Down to the last line, set the entries down again exactly.

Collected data
=== Section Start ===
//! Port traits: the boundary between the domain and its adapters.

pub mod config_port;
pub mod data_port;
pub mod report_port;
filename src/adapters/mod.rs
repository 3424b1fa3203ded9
//! Concrete adapter implementations for ports.

pub mod csv_adapter;
pub mod file_config_adapter;
pub mod json_report_adapter;
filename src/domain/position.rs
//! Position state machine and trade records.
//!
//! A run holds at most one position: `Flat` → `Open` → `Flat`. Opening while
//! open and closing while flat are no-ops.

use chrono::NaiveDate;
use serde::{Deserialize, Serialize};
use std::fmt;

use crate::domain::candle::Candle;

#[derive(Debug, Clone, Copy, Default, PartialEq, Eq, Serialize, Deserialize)]
#[serde(rename_all = "UPPERCASE")]
pub enum Direction {
    #[default]
    Long,
    Short,
}

impl Direction {
    pub fn sign(self) -> f64 {
        match self {
            Direction::Long => 1.0,
            Direction::Short => -1.0,
        }
    }
}

impl fmt::Display for Direction {
    fn fmt(&self, f: &mut fmt::Formatter<'_>) -> fmt::Result {
        match self {
            Direction::Long => write!(f, "LONG"),
            Direction::Short => write!(f, "SHORT"),
        }
    }
}

#[derive(Debug, Clone, Copy, PartialEq, Eq, Serialize, Deserialize)]
#[serde(rename_all = "UPPERCASE")]
pub enum TradeStatus {
    Open,
    Closed,
}

#[derive(Debug, Clone, Copy, PartialEq, Eq, Serialize, Deserialize)]
#[serde(rename_all = "snake_case")]
pub enum ExitReason {
    StopLoss,
    TakeProfit,
    Signal,
}

#[derive(Debug, Clone, Copy, PartialEq)]
pub struct Position {
    pub direction: Direction,
    pub quantity: f64,
    pub entry_price: f64,
    pub entry_date: NaiveDate,
    /// Absolute stop price.
    pub stop_loss: Option<f64>,
    /// Absolute take-profit price.
    pub take_profit: Option<f64>,
    /// Index of the matching record in the trade log.
    pub trade_index: usize,
}

impl Position {
    /// Protective levels are percentages of the entry price; 0 disables.
    pub fn open(
        direction: Direction,
        quantity: f64,
        entry_price: f64,
        entry_date: NaiveDate,
        stop_loss_pct: f64,
        take_profit_pct: f64,
        trade_index: usize,
    ) -> Self {
        let sign = direction.sign();
        let stop_loss =
            (stop_loss_pct > 0.0).then(|| entry_price * (1.0 - sign * stop_loss_pct / 100.0));
        let take_profit =
            (take_profit_pct > 0.0).then(|| entry_price * (1.0 + sign * take_profit_pct / 100.0));
        Position {
            direction,
            quantity,
            entry_price,
            entry_date,
            stop_loss,
            take_profit,
            trade_index,
        }
    }

    pub fn is_long(&self) -> bool {
        self.direction == Direction::Long
    }

    pub fn unrealized_pnl(&self, price: f64) -> f64 {
        self.direction.sign() * self.quantity * (price - self.entry_price)
    }

    pub fn should_stop_loss(&self, candle: &Candle) -> bool {
        self.stop_loss.is_some_and(|level| {
            if self.is_long() {
                candle.low <= level
            } else {
                candle.high >= level
            }
        })
    }

    pub fn should_take_profit(&self, candle: &Candle) -> bool {
        self.take_profit.is_some_and(|level| {
            if self.is_long() {
                candle.high >= level
            } else {
                candle.low <= level
            }
        })
    }

    /// Stop-loss takes precedence when both levels trade inside one bar.
    /// Fills at the level, or at the open when the bar gaps through it.
    pub fn protective_exit(&self, candle: &Candle) -> Option<(ExitReason, f64)> {
        if let Some(level) = self.stop_loss.filter(|_| self.should_stop_loss(candle)) {
            let fill = if self.is_long() {
                candle.open.min(level)
            } else {
                candle.open.max(level)
            };
            return Some((ExitReason::StopLoss, fill));
        }
        if let Some(level) = self.take_profit.filter(|_| self.should_take_profit(candle)) {
            let fill = if self.is_long() {
                candle.open.max(level)
            } else {
                candle.open.min(level)
            };
            return Some((ExitReason::TakeProfit, fill));
        }
        None
    }
}

#[derive(Debug, Clone, Copy, Default, PartialEq)]
pub enum PositionState {
    #[default]
    Flat,
    Open(Position),
}

impl PositionState {
    pub fn is_flat(&self) -> bool {
        matches!(self, PositionState::Flat)
    }

    pub fn position(&self) -> Option<&Position> {
        match self {
            PositionState::Open(p) => Some(p),
            PositionState::Flat => None,
        }
    }

    /// Returns false, leaving the state untouched, if a position is open.
    pub fn enter(&mut self, position: Position) -> bool {
        if !self.is_flat() {
            return false;
        }
        *self = PositionState::Open(position);
        true
    }

    /// Returns the closed position, or `None` if already flat.
    pub fn exit(&mut self) -> Option<Position> {
        match std::mem::take(self) {
            PositionState::Open(p) => Some(p),
            PositionState::Flat => None,
        }
    }
}

#[derive(Debug, Clone, PartialEq, Serialize, Deserialize)]
#[serde(rename_all = "camelCase")]
pub struct Trade {
    pub direction: Direction,
    pub status: TradeStatus,
    pub entry_date: NaiveDate,
    pub entry_price: f64,
    pub quantity: f64,
    pub exit_date: Option<NaiveDate>,
    pub exit_price: Option<f64>,
    pub profit: Option<f64>,
    pub profit_pct: Option<f64>,
    pub exit_reason: Option<ExitReason>,
}

impl Trade {
    pub fn opened(position: &Position) -> Self {
        Trade {
            direction: position.direction,
            status: TradeStatus::Open,
            entry_date: position.entry_date,
            entry_price: position.entry_price,
            quantity: position.quantity,
            exit_date: None,
            exit_price: None,
            profit: None,
            profit_pct: None,
            exit_reason: None,
        }
    }

    pub fn is_closed(&self) -> bool {
        self.status == TradeStatus::Closed
    }

    /// Close the trade. A closed trade is never modified again; returns the
    /// realized profit, or `None` if the trade was already closed.
    pub fn finalize(&mut self, date: NaiveDate, price: f64, reason: ExitReason) -> Option<f64> {
        if self.is_closed() {
            return None;
        }
        let sign = self.direction.sign();
        let profit = sign * (price - self.entry_price) * self.quantity;
        self.status = TradeStatus::Closed;
        self.exit_date = Some(date);
        self.exit_price = Some(price);
        self.profit = Some(profit);
        self.profit_pct = Some(sign * (price - self.entry_price) / self.entry_price * 100.0);
        self.exit_reason = Some(reason);
        Some(profit)
    }

    /// Calendar days held, for closed trades.
    pub fn duration_days(&self) -> Option<i64> {
        self.exit_date.map(|exit| (exit - self.entry_date).num_days())
    }
}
=== Section End ===
• [Result for this task]
//! Port traits: the boundary between the domain and its adapters.

pub mod config_port;
pub mod data_port;
pub mod report_port;
filename src/adapters/mod.rs
repository 3424b1fa3203ded9
//! Concrete adapter implementations for ports.

pub mod csv_adapter;
pub mod file_config_adapter;
pub mod json_report_adapter;
filename src/domain/position.rs
//! Position state machine and trade records.
//!
//! A run holds at most one position: `Flat` → `Open` → `Flat`. Opening while
//! open and closing while flat are no-ops.

use chrono::NaiveDate;
use serde::{Deserialize, Serialize};
use std::fmt;

use crate::domain::candle::Candle;

#[derive(Debug, Clone, Copy, Default, PartialEq, Eq, Serialize, Deserialize)]
#[serde(rename_all = "UPPERCASE")]
pub enum Direction {
    #[default]
    Long,
    Short,
}

impl Direction {
    pub fn sign(self) -> f64 {
        match self {
            Direction::Long => 1.0,
            Direction::Short => -1.0,
        }
    }
}

impl fmt::Display for Direction {
    fn fmt(&self, f: &mut fmt::Formatter<'_>) -> fmt::Result {
        match self {
            Direction::Long => write!(f, "LONG"),
            Direction::Short => write!(f, "SHORT"),
        }
    }
}

#[derive(Debug, Clone, Copy, PartialEq, Eq, Serialize, Deserialize)]
#[serde(rename_all = "UPPERCASE")]
pub enum TradeStatus {
    Open,
    Closed,
}

#[derive(Debug, Clone, Copy, PartialEq, Eq, Serialize, Deserialize)]
#[serde(rename_all = "snake_case")]
pub enum ExitReason {
    StopLoss,
    TakeProfit,
    Signal,
}

#[derive(Debug, Clone, Copy, PartialEq)]
pub struct Position {
    pub direction: Direction,
    pub quantity: f64,
    pub entry_price: f64,
    pub entry_date: NaiveDate,
    /// Absolute stop price.
    pub stop_loss: Option<f64>,
    /// Absolute take-profit price.
    pub take_profit: Option<f64>,
    /// Index of the matching record in the trade log.
    pub trade_index: usize,
}

impl Position {
    /// Protective levels are percentages of the entry price; 0 disables.
    pub fn open(
        direction: Direction,
        quantity: f64,
        entry_price: f64,
        entry_date: NaiveDate,
        stop_loss_pct: f64,
        take_profit_pct: f64,
        trade_index: usize,
    ) -> Self {
        let sign = direction.sign();
        let stop_loss =
            (stop_loss_pct > 0.0).then(|| entry_price * (1.0 - sign * stop_loss_pct / 100.0));
        let take_profit =
            (take_profit_pct > 0.0).then(|| entry_price * (1.0 + sign * take_profit_pct / 100.0));
        Position {
            direction,
            quantity,
            entry_price,
            entry_date,
            stop_loss,
            take_profit,
            trade_index,
        }
    }

    pub fn is_long(&self) -> bool {
        self.direction == Direction::Long
    }

    pub fn unrealized_pnl(&self, price: f64) -> f64 {
        self.direction.sign() * self.quantity * (price - self.entry_price)
    }

    pub fn should_stop_loss(&self, candle: &Candle) -> bool {
        self.stop_loss.is_some_and(|level| {
            if self.is_long() {
                candle.low <= level
            } else {
                candle.high >= level
            }
        })
    }

    pub fn should_take_profit(&self, candle: &Candle) -> bool {
        self.take_profit.is_some_and(|level| {
            if self.is_long() {
                candle.high >= level
            } else {
                candle.low <= level
            }
        })
    }

    /// Stop-loss takes precedence when both levels trade inside one bar.
    /// Fills at the level, or at the open when the bar gaps through it.
    pub fn protective_exit(&self, candle: &Candle) -> Option<(ExitReason, f64)> {
        if let Some(level) = self.stop_loss.filter(|_| self.should_stop_loss(candle)) {
            let fill = if self.is_long() {
                candle.open.min(level)
            } else {
                candle.open.max(level)
            };
            return Some((ExitReason::StopLoss, fill));
        }
        if let Some(level) = self.take_profit.filter(|_| self.should_take_profit(candle)) {
            let fill = if self.is_long() {
                candle.open.max(level)
            } else {
                candle.open.min(level)
            };
            return Some((ExitReason::TakeProfit, fill));
        }
        None
    }
}

#[derive(Debug, Clone, Copy, Default, PartialEq)]
pub enum PositionState {
    #[default]
    Flat,
    Open(Position),
}

impl PositionState {
    pub fn is_flat(&self) -> bool {
        matches!(self, PositionState::Flat)
    }

    pub fn position(&self) -> Option<&Position> {
        match self {
            PositionState::Open(p) => Some(p),
            PositionState::Flat => None,
        }
    }

    /// Returns false, leaving the state untouched, if a position is open.
    pub fn enter(&mut self, position: Position) -> bool {
        if !self.is_flat() {
            return false;
        }
        *self = PositionState::Open(position);
        true
    }

    /// Returns the closed position, or `None` if already flat.
    pub fn exit(&mut self) -> Option<Position> {
        match std::mem::take(self) {
            PositionState::Open(p) => Some(p),
            PositionState::Flat => None,
        }
    }
}

#[derive(Debug, Clone, PartialEq, Serialize, Deserialize)]
#[serde(rename_all = "camelCase")]
pub struct Trade {
    pub direction: Direction,
    pub status: TradeStatus,
    pub entry_date: NaiveDate,
    pub entry_price: f64,
    pub quantity: f64,
    pub exit_date: Option<NaiveDate>,
    pub exit_price: Option<f64>,
    pub profit: Option<f64>,
    pub profit_pct: Option<f64>,
    pub exit_reason: Option<ExitReason>,
}

impl Trade {
    pub fn opened(position: &Position) -> Self {
        Trade {
            direction: position.direction,
            status: TradeStatus::Open,
            entry_date: position.entry_date,
            entry_price: position.entry_price,
            quantity: position.quantity,
            exit_date: None,
            exit_price: None,
            profit: None,
            profit_pct: None,
            exit_reason: None,
        }
    }

    pub fn is_closed(&self) -> bool {
        self.status == TradeStatus::Closed
    }

    /// Close the trade. A closed trade is never modified again; returns the
    /// realized profit, or `None` if the trade was already closed.
    pub fn finalize(&mut self, date: NaiveDate, price: f64, reason: ExitReason) -> Option<f64> {
        if self.is_closed() {
            return None;
        }
        let sign = self.direction.sign();
        let profit = sign * (price - self.entry_price) * self.quantity;
        self.status = TradeStatus::Closed;
        self.exit_date = Some(date);
        self.exit_price = Some(price);
        self.profit = Some(profit);
        self.profit_pct = Some(sign * (price - self.entry_price) / self.entry_price * 100.0);
        self.exit_reason = Some(reason);
        Some(profit)
    }

    /// Calendar days held, for closed trades.
    pub fn duration_days(&self) -> Option<i64> {
        self.exit_date.map(|exit| (exit - self.entry_date).num_days())
    }
}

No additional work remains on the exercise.